TO DO:
Pick out each line with the word "crate" from the material that follows.

DATA:
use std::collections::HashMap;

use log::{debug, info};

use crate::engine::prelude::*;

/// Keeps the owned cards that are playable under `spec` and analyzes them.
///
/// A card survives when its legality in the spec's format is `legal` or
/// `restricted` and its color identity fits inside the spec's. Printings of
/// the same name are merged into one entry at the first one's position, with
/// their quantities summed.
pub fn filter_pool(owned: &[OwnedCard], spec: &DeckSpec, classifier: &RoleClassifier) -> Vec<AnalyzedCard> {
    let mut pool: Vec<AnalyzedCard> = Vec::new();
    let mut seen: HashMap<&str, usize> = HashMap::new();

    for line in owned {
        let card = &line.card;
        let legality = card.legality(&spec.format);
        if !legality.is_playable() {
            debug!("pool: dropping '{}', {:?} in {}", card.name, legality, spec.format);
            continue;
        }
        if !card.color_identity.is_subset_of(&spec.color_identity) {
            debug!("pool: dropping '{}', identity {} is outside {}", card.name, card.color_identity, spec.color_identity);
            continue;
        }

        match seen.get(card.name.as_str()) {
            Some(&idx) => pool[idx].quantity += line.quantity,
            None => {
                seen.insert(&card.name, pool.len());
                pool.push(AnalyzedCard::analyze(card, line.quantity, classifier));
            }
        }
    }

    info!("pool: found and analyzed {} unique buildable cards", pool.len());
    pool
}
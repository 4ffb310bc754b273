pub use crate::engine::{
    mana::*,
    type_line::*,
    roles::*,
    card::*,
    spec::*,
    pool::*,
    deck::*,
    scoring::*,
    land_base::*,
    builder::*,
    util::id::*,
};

RESPONSE:
use crate::engine::prelude::*;
pub use crate::engine::{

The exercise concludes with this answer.